T-SQL: How can I compare two variables of type XML

2019-04-09 02:32发布

问题:

Using only SQL Server 2008 R2 (this is going to be in a stored proc), how can I determine if two variables of type XML are equivalent?

Here is what I want to do:

DECLARE @XmlA   XML
DECLARE @XmlB   XML

SET @XmlA = '[Really long Xml value]'
SET @XmlB = '[Really long Xml value]'

IF @XmlA = @XmlB
    SELECT 'Matching Xml!'

But as you probably know, it returns:

Msg 305, Level 16, State 1, Line 7 The XML data type cannot be compared or sorted, except when using the IS NULL operator.

I can convert to VarChar(MAX) and compare, but that only compares the first 2MB. Is there another way?

回答1:

I stumbled upon this fairly comprehensive article which goes into more detail of actually comparing the CONTENT of 2 XML entries to determine whether they are the same. It makes sense, as the ordering of attributes in nodes CAN differ, even though their values are exactly the same.

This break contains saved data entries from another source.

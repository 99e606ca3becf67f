//! Feed - the paginated discussion list.
//!
//! [`Feed`] loads pages through a [`ReadService`] into the shared
//! [`FeedStore`]. A failed load leaves whatever was loaded before in place.

use feed_core::{FeedStore, ProfileCache};
use feed_types::{DiscussionPost, PostId};
use std::sync::Arc;
use tokio::sync::Mutex;

use crate::context::FeedContext;
use crate::error::ClientError;
use crate::notice::{NoticeKind, Notices};
use crate::service::ReadService;

/// Handle to the discussion feed. Clones share the same store.
#[derive(Clone)]
pub struct Feed {
    store: Arc<Mutex<FeedStore>>,
    reader: Arc<dyn ReadService>,
    profiles: Arc<Mutex<ProfileCache>>,
    notices: Notices,
    page_size: u32,
}

impl Feed {
    /// Create a feed over the shared context.
    pub fn new(reader: Arc<dyn ReadService>, context: &FeedContext, page_size: u32) -> Self {
        Self {
            store: Arc::clone(&context.store),
            reader,
            profiles: Arc::clone(&context.profiles),
            notices: context.notices.clone(),
            page_size: page_size.max(1),
        }
    }

    /// Load a page. Page 1 replaces the held posts, later pages append.
    ///
    /// Returns the number of posts added.
    pub async fn load_page(&self, page: u32) -> Result<usize, ClientError> {
        let page = page.max(1);
        tracing::debug!("Loading feed page {} (size {})", page, self.page_size);

        let fetched = match self.reader.list_discussions(page, self.page_size).await {
            Ok(fetched) => fetched,
            Err(e) => {
                tracing::warn!("Feed page {} failed: {}", page, e);
                self.notices.publish(NoticeKind::FetchFailed, &e);
                return Err(ClientError::Fetch(e));
            }
        };

        {
            let mut profiles = self.profiles.lock().await;
            for post in &fetched.items {
                profiles.harvest(&post.author);
            }
        }

        let added = self.store.lock().await.apply_page(page, fetched);
        tracing::info!("Loaded feed page {} ({} new posts)", page, added);
        Ok(added)
    }

    /// Load the next page if the backend reported one. Returns `Ok(0)` when
    /// there is nothing more to load.
    pub async fn load_more(&self) -> Result<usize, ClientError> {
        let next = {
            let store = self.store.lock().await;
            if store.is_loaded() && !store.has_more() {
                return Ok(0);
            }
            store.next_page()
        };
        self.load_page(next).await
    }

    /// Reload from page 1.
    pub async fn refresh(&self) -> Result<usize, ClientError> {
        self.load_page(1).await
    }

    /// Merge an authoritative post from outside the feed's own loads.
    pub async fn apply_server_post(&self, post: DiscussionPost) {
        self.profiles.lock().await.harvest(&post.author);
        self.store.lock().await.apply_server_post(post);
    }

    /// Posts in display order (pinned first, then newest first).
    pub async fn sorted_view(&self) -> Vec<DiscussionPost> {
        let store = self.store.lock().await;
        store.sorted_view().into_iter().cloned().collect()
    }

    /// Posts in retrieval order.
    pub async fn posts(&self) -> Vec<DiscussionPost> {
        self.store.lock().await.posts().to_vec()
    }

    /// A held post.
    pub async fn post(&self, id: &PostId) -> Option<DiscussionPost> {
        self.store.lock().await.get(id).cloned()
    }

    /// Whether another page is available.
    pub async fn has_more(&self) -> bool {
        self.store.lock().await.has_more()
    }

    /// Number of posts held.
    pub async fn len(&self) -> usize {
        self.store.lock().await.len()
    }

    /// Check if no posts are held.
    pub async fn is_empty(&self) -> bool {
        self.store.lock().await.is_empty()
    }
}
//! Fixtures for tests built on [`MockBackend`](crate::MockBackend) and
//! [`MockChannel`](crate::MockChannel).
//!
//! Timestamps are seconds after a fixed epoch, so `t = 2` sorts after `t = 1`.

use chrono::{DateTime, TimeZone, Utc};
use feed_types::{AuthorRef, Comment, CommentId, DiscussionPost, PostId, UserId};

const EPOCH: i64 = 1_700_000_000;

/// A fixed timestamp `secs` after the fixture epoch.
pub fn ts(secs: i64) -> DateTime<Utc> {
    Utc.timestamp_opt(EPOCH + secs, 0)
        .single()
        .unwrap_or_else(Utc::now)
}

/// An unpinned, unliked post by `author` created at `ts(secs)`.
pub fn post(id: &str, secs: i64) -> DiscussionPost {
    post_by(id, "author", secs)
}

/// An unpinned, unliked post by the given author.
pub fn post_by(id: &str, author: &str, secs: i64) -> DiscussionPost {
    DiscussionPost {
        id: PostId::new(id),
        title: format!("Title {id}"),
        body: format!("Body {id}"),
        author: AuthorRef::Id(UserId::new(author)),
        category: "general".to_string(),
        created_at: ts(secs),
        is_pinned: false,
        likes_count: 0,
        is_liked: false,
        comment_count: 0,
        attachments: Vec::new(),
    }
}

/// A comment by `author` created at `ts(secs)`.
pub fn comment(id: &str, discussion: &str, secs: i64) -> Comment {
    comment_by(id, discussion, "author", secs)
}

/// A comment by the given author.
pub fn comment_by(id: &str, discussion: &str, author: &str, secs: i64) -> Comment {
    Comment {
        id: CommentId::new(id),
        discussion_id: PostId::new(discussion),
        author: AuthorRef::Id(UserId::new(author)),
        body: format!("comment {id}"),
        created_at: ts(secs),
        is_edited: false,
        edited_at: None,
    }
}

I'd recommend you read through it and even implement the function to see if it works for you... I tried it out quickly and it seemed to work for me?



回答2:

Check this SQL function:

CREATE FUNCTION [dbo].[CompareXml]
(
    @xml1 XML,
    @xml2 XML
)
RETURNS INT
AS 
BEGIN
    DECLARE @ret INT
    SELECT @ret = 0


    -- -------------------------------------------------------------
    -- If one of the arguments is NULL then we assume that they are
    -- not equal. 
    -- -------------------------------------------------------------
    IF @xml1 IS NULL OR @xml2 IS NULL 
    BEGIN
        RETURN 1
    END

    -- -------------------------------------------------------------
    -- Match the name of the elements 
    -- -------------------------------------------------------------
    IF  (SELECT @xml1.value('(local-name((/*)[1]))','VARCHAR(MAX)')) 
        <> 
        (SELECT @xml2.value('(local-name((/*)[1]))','VARCHAR(MAX)'))
    BEGIN
        RETURN 1
    END

     ---------------------------------------------------------------
     --Match the value of the elements
     ---------------------------------------------------------------
    IF((@xml1.query('count(/*)').value('.','INT') = 1) AND (@xml2.query('count(/*)').value('.','INT') = 1))
    BEGIN
    DECLARE @elValue1 VARCHAR(MAX), @elValue2 VARCHAR(MAX)

    SELECT
        @elValue1 = @xml1.value('((/*)[1])','VARCHAR(MAX)'),
        @elValue2 = @xml2.value('((/*)[1])','VARCHAR(MAX)')

    IF  @elValue1 <> @elValue2
    BEGIN
        RETURN 1
    END
    END

    -- -------------------------------------------------------------
    -- Match the number of attributes 
    -- -------------------------------------------------------------
    DECLARE @attCnt1 INT, @attCnt2 INT
    SELECT
        @attCnt1 = @xml1.query('count(/*/@*)').value('.','INT'),
        @attCnt2 = @xml2.query('count(/*/@*)').value('.','INT')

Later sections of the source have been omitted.